同社では、Salesforceの導入にあたり、初期の大規模な構築はSIパートナーと共同で取り組んだ。一方で、運用開始後の小規模な機能追加や改善、不具合修正などは自社で内製する体制をとっている。

「できるだけ早くユーザーにシステムの価値を届けていくうえでは、利用ユーザーからの問い合わせ内容を分析して、機能追加や修正を自社のリソースで行える体制が必要だと考えました。社内のSalesforceユーザーからITサービス企画部への問い合わせは、主にChatterを利用しており、問い合わせ管理をSalesforce で実施しています。その中から、システム面での改修が必要なものも要求管理としてSalesforce の中で管理しています。要求管理の内、優先度が高いものから順に、社内の開発担当者がシステム改修を行い、テストを経て本番環境へリリースするというサイクルをスクラムの手法を取り入れて実施しています」(石川氏)

  • アシストでは問い合わせからリリースまでをSalesforce上で管理している。(上記はフローのイメージ)

ユーザー要求に対して迅速に対応していくためには、開発からリリースまでのプロセスを標準化することと、テスト・リリース環境の整備がSalesforceの運用を回していくためには欠かせない。アシストでは、課題が大きかったリリース作業の標準ツールに「Flosum」、テスト環境のデータ準備ツールに「Data Migrator」を採用し、リリースサイクルのスピード向上に成功した。

「Flosum」によるリリース管理でテスト環境への手戻りが激減

Salesforceの導入初期は、社内に開発者が少なく、アプリケーションの活用範囲も小さかったことから、リリース管理はSalesforce標準の「変更セット」を使って行っていた。ただ、Salesforceの活用範囲拡大や開発者数の増加に伴い、課題が浮上したという。

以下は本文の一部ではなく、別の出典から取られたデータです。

//! Integration tests for the HTTP API on in-memory backends.

use axum::{
    Router,
    body::Body,
    http::{Method, Request, StatusCode},
};
use http_body_util::BodyExt;
use serde_json::{Value, json};
use std::sync::Arc;
use tourney::Services;
use tourney::cache::MemoryRankedCache;
use tourney::store::MemoryStore;
use tourney::tournament::TournamentRules;
use tourney_server::api::{AppState, create_router, request_id::REQUEST_ID_HEADER};
use tower::ServiceExt;

fn app_with(rules: TournamentRules) -> (Router, Arc<MemoryRankedCache>) {
    let cache = Arc::new(MemoryRankedCache::new());
    let services = Services::new(Arc::new(MemoryStore::new()), cache.clone(), rules);
    (create_router(AppState::new(services)), cache)
}

fn app() -> Router {
    app_with(TournamentRules::default()).0
}

async fn send(app: &Router, method: Method, uri: &str, body: Option<Value>) -> (StatusCode, Value) {
    let builder = Request::builder().method(method).uri(uri);
    let request = match body {
        Some(body) => builder
            .header("content-type", "application/json")
            .body(Body::from(body.to_string()))
            .unwrap(),
        None => builder.body(Body::empty()).unwrap(),
    };

    let response = app.clone().oneshot(request).await.unwrap();
    let status = response.status();
    let bytes = response.into_body().collect().await.unwrap().to_bytes();
    let value = if bytes.is_empty() {
        Value::Null
    } else {
        serde_json::from_slice(&bytes).unwrap()
    };
    (status, value)
}

async fn create_user(app: &Router, name: &str, money: i64, level: i32) -> i64 {
    let (status, body) = send(
        app,
        Method::POST,
        "/api/v1/users",
        Some(json!({ "name": name, "money": money, "level": level })),
    )
    .await;
    assert_eq!(status, StatusCode::CREATED, "{body}");
    body["id"].as_i64().unwrap()
}

async fn create_tournament(app: &Router, name: &str, prize: i64) -> i64 {
    let (status, body) = send(
        app,
        Method::POST,
        "/api/v1/tournaments",
        Some(json!({ "name": name, "prize": prize })),
    )
    .await;
    assert_eq!(status, StatusCode::CREATED, "{body}");
    body["id"].as_i64().unwrap()
}

#[tokio::test]
async fn test_health_ok() {
    let app = app();
    let (status, body) = send(&app, Method::GET, "/health", None).await;
    assert_eq!(status, StatusCode::OK);
    assert_eq!(body["status"], "healthy");
    assert_eq!(body["store"]["status"], "up");
}

#[tokio::test]
async fn test_health_reports_cache_outage() {
    let (app, cache) = app_with(TournamentRules::default());
    cache.set_unavailable(true);
    let (status, body) = send(&app, Method::GET, "/health", None).await;
    assert_eq!(status, StatusCode::SERVICE_UNAVAILABLE);
    assert_eq!(body["cache"]["status"], "down");
}

#[tokio::test]
async fn test_request_id_is_echoed() {
    let app = app();
    let request = Request::builder()
        .uri("/health")
        .header(REQUEST_ID_HEADER, "abc-123")
        .body(Body::empty())
        .unwrap();
    let response = app.oneshot(request).await.unwrap();
    assert_eq!(response.headers()[REQUEST_ID_HEADER], "abc-123");
}

#[tokio::test]
async fn test_user_crud_and_level_up() {
    let app = app();
    let id = create_user(&app, "ada", 1000, 1).await;

    let (status, body) = send(&app, Method::GET, &format!("/api/v1/users/{id}"), None).await;
    assert_eq!(status, StatusCode::OK);
    assert_eq!(body["score"], 1100);

    let (status, body) = send(
        &app,
        Method::POST,
        &format!("/api/v1/users/{id}/level-up"),
        None,
    )
    .await;
    assert_eq!(status, StatusCode::OK);
    assert_eq!(body["money"], 850);
    assert_eq!(body["level"], 2);
    assert_eq!(body["score"], 1050);

    let (status, body) = send(
        &app,
        Method::PATCH,
        &format!("/api/v1/users/{id}"),
        Some(json!({ "name": "ada lovelace" })),
    )
    .await;
    assert_eq!(status, StatusCode::OK);
    assert_eq!(body["name"], "ada lovelace");

    let (status, _) = send(&app, Method::DELETE, &format!("/api/v1/users/{id}"), None).await;
    assert_eq!(status, StatusCode::NO_CONTENT);

    let (status, body) = send(&app, Method::GET, &format!("/api/v1/users/{id}"), None).await;
    assert_eq!(status, StatusCode::NOT_FOUND);
    assert_eq!(body["kind"], "not_found");
}

#[tokio::test]
async fn test_validation_errors_are_400() {
    let app = app();
    let (status, body) = send(
        &app,
        Method::POST,
        "/api/v1/tournaments",
        Some(json!({ "name": "", "prize": 100 })),
    )
    .await;
    assert_eq!(status, StatusCode::BAD_REQUEST);
    assert_eq!(body["kind"], "validation");

    let (status, _) = send(&app, Method::GET, "/api/v1/leaderboard?start=5&stop=1", None).await;
    assert_eq!(status, StatusCode::BAD_REQUEST);
}

#[tokio::test]
async fn test_join_flow_and_error_statuses() {
    let app = app();
    let tournament = create_tournament(&app, "spring", 1000).await;
    let rich = create_user(&app, "rich", 500, 0).await;
    let poor = create_user(&app, "poor", 10, 0).await;
    let join_uri = format!("/api/v1/tournaments/{tournament}/join");

    let (status, body) = send(&app, Method::POST, &join_uri, Some(json!({ "user_id": rich }))).await;
    assert_eq!(status, StatusCode::OK, "{body}");
    assert_eq!(body["user"]["money"], 450);
    assert!(body["settlement"].is_null());

    let (status, body) = send(&app, Method::POST, &join_uri, Some(json!({ "user_id": rich }))).await;
    assert_eq!(status, StatusCode::CONFLICT);
    assert_eq!(body["kind"], "conflict");

    let (status, body) = send(&app, Method::POST, &join_uri, Some(json!({ "user_id": poor }))).await;
    assert_eq!(status, StatusCode::PAYMENT_REQUIRED);
    assert_eq!(body["kind"], "insufficient_funds");

    let (status, _) = send(
        &app,
        Method::POST,
        &format!("/api/v1/tournaments/{tournament}/end"),
        None,
    )
    .await;
    assert_eq!(status, StatusCode::CONFLICT);

    let (status, body) = send(&app, Method::GET, "/api/v1/leaderboard", None).await;
    assert_eq!(status, StatusCode::OK);
    assert_eq!(body[0]["user_id"], rich);
    assert_eq!(body[0]["rank"], 1);
}

#[tokio::test]
async fn test_full_tournament_settles() {
    let (app, _) = app_with(TournamentRules {
        entry_fee: 50,
        capacity: 4,
    });
    let tournament = create_tournament(&app, "cup", 1000).await;
    let join_uri = format!("/api/v1/tournaments/{tournament}/join");

    let mut last = Value::Null;
    for (i, money) in [400, 300, 200, 100].into_iter().enumerate() {
        let user = create_user(&app, &format!("p{i}"), money, 0).await;
        let (status, body) =
            send(&app, Method::POST, &join_uri, Some(json!({ "user_id": user }))).await;
        assert_eq!(status, StatusCode::OK, "{body}");
        last = body;
    }

    assert_eq!(last["tournament"]["status"], "finished");
    let payouts: Vec<i64> = last["settlement"]["awards"]
        .as_array()
        .unwrap()
        .iter()
        .map(|a| a["payout"].as_i64().unwrap())
        .collect();
    assert_eq!(payouts, vec![500, 250, 125, 62]);

    let (status, body) = send(
        &app,
        Method::GET,
        &format!("/api/v1/leaderboard/tournaments/{tournament}/finished"),
        None,
    )
    .await;
    assert_eq!(status, StatusCode::OK);
    assert_eq!(body.as_array().unwrap().len(), 4);

    let (status, body) = send(
        &app,
        Method::GET,
        &format!("/api/v1/leaderboard/tournaments/{tournament}/active"),
        None,
    )
    .await;
    assert_eq!(status, StatusCode::OK);
    assert!(body.as_array().unwrap().is_empty());

    let (status, body) = send(
        &app,
        Method::POST,
        "/api/v1/admin/finalize",
        Some(json!({ "key": "leaderboard:cup" })),
    )
    .await;
    assert_eq!(status, StatusCode::CONFLICT);
    assert_eq!(body["error"], "tournament is not active");
}

#[tokio::test]
async fn test_cache_drift_is_503_but_committed() {
    let (app, cache) = app_with(TournamentRules::default());
    let tournament = create_tournament(&app, "spring", 1000).await;
    let user = create_user(&app, "ada", 500, 0).await;

    cache.set_unavailable(true);
    let (status, body) = send(
        &app,
        Method::POST,
        &format!("/api/v1/tournaments/{tournament}/join"),
        Some(json!({ "user_id": user })),
    )
    .await;
    assert_eq!(status, StatusCode::SERVICE_UNAVAILABLE);
    assert_eq!(body["kind"], "cache");

    let (_, body) = send(&app, Method::GET, &format!("/api/v1/users/{user}"), None).await;
    assert_eq!(body["money"], 450);
}

#[tokio::test]
async fn test_status_updates_and_ongoing_listing() {
    let app = app();
    let tournament = create_tournament(&app, "spring", 1000).await;
    let uri = format!("/api/v1/tournaments/{tournament}");

    let (status, body) = send(&app, Method::PATCH, &uri, Some(json!({ "status": "ongoing" }))).await;
    assert_eq!(status, StatusCode::OK);
    assert_eq!(body["status"], "ongoing");

    let (_, body) = send(&app, Method::GET, "/api/v1/tournaments/ongoing", None).await;
    assert_eq!(body.as_array().unwrap().len(), 1);

    let (status, _) = send(&app, Method::PATCH, &uri, Some(json!({ "status": "planned" }))).await;
    assert_eq!(status, StatusCode::CONFLICT);

    let (status, _) = send(&app, Method::DELETE, &uri, None).await;
    assert_eq!(status, StatusCode::NO_CONTENT);
    let (_, body) = send(&app, Method::GET, "/api/v1/tournaments", None).await;
    assert!(body.as_array().unwrap().is_empty());
}

#[tokio::test]
async fn test_wipe() {
    let app = app();
    create_user(&app, "ada", 100, 0).await;

    let (status, _) = send(&app, Method::POST, "/api/v1/admin/wipe", None).await;
    assert_eq!(status, StatusCode::NO_CONTENT);

    let (_, body) = send(&app, Method::GET, "/api/v1/users", None).await;
    assert!(body.as_array().unwrap().is_empty());
}

#[tokio::test]
async fn test_malformed_requests_use_error_body() {
    let app = app();

    let request = Request::builder()
        .method(Method::POST)
        .uri("/api/v1/users")
        .header("content-type", "application/json")
        .body(Body::from("{\"name\": \"ada\""))
        .unwrap();
    let response = app.clone().oneshot(request).await.unwrap();
    assert_eq!(response.status(), StatusCode::BAD_REQUEST);
    let bytes = response.into_body().collect().await.unwrap().to_bytes();
    let body: Value = serde_json::from_slice(&bytes).unwrap();
    assert_eq!(body["kind"], "validation");
    assert!(body["error"].is_string());

    let (status, body) = send(
        &app,
        Method::POST,
        "/api/v1/users",
        Some(json!({ "name": "ada" })),
    )
    .await;
    assert_eq!(status, StatusCode::BAD_REQUEST);
    assert_eq!(body["kind"], "validation");

    let (status, body) = send(&app, Method::GET, "/api/v1/users/abc", None).await;
    assert_eq!(status, StatusCode::BAD_REQUEST);
    assert_eq!(body["kind"], "validation");

    let (status, body) = send(&app, Method::GET, "/api/v1/leaderboard?start=x", None).await;
    assert_eq!(status, StatusCode::BAD_REQUEST);
    assert_eq!(body["kind"], "validation");
}

#[tokio::test]
async fn test_oversized_money_is_400() {
    let app = app();
    let (status, body) = send(
        &app,
        Method::POST,
        "/api/v1/users",
        Some(json!({ "name": "whale", "money": i64::MAX, "level": 1 })),
    )
    .await;
    assert_eq!(status, StatusCode::BAD_REQUEST);
    assert_eq!(body["kind"], "validation");
}

#[tokio::test]
async fn test_tournament_ranking_tracks_level_up() {
    let app = app();
    let tournament = create_tournament(&app, "spring", 1000).await;
    let user = create_user(&app, "ada", 1000, 1).await;

    let (status, _) = send(
        &app,
        Method::POST,
        &format!("/api/v1/tournaments/{tournament}/join"),
        Some(json!({ "user_id": user })),
    )
    .await;
    assert_eq!(status, StatusCode::OK);

    let (status, _) = send(
        &app,
        Method::POST,
        &format!("/api/v1/users/{user}/level-up"),
        None,
    )
    .await;
    assert_eq!(status, StatusCode::OK);

    let (status, body) = send(
        &app,
        Method::GET,
        &format!("/api/v1/leaderboard/tournaments/{tournament}?start=0&stop=4"),
        None,
    )
    .await;
    assert_eq!(status, StatusCode::OK);
    assert_eq!(body[0]["user_id"], user);
    assert_eq!(body[0]["score"], 1000);

    let (status, _) = send(&app, Method::GET, "/api/v1/leaderboard/tournaments/99", None).await;
    assert_eq!(status, StatusCode::NOT_FOUND);
}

株式会社アシスト 経営企画本部 ITサービス企画部 部長 石川 俊朗 氏

「Salesforceは、開発環境、ステージング(テスト)環境、本番環境の3つに分けて運用しています。初期には、環境移行に標準の変更セットを使い、リリース記録はスプレッドシートに記載して管理していました。ただ、その運用を徹底するのが困難で、急ぎのものは本番環境を修正し、各環境への反映を実施しないケースや、検証目的で作成し本番リリースしなかったものを放置するケースが発生していました。結果として、本番環境とステージング環境の差が大きくなり、ステージング環境が本番と同等環境でテストを行えない環境という、本来のテスト環境の意味を成さない状況が起こっていました」(石川氏)

この問題を解消するにあたり、変更セットよりも容易に環境間のアセット移送ができる方法を検討したところ、国内の販売元であるテラスカイから「Flosum」を紹介され、導入を決めたという。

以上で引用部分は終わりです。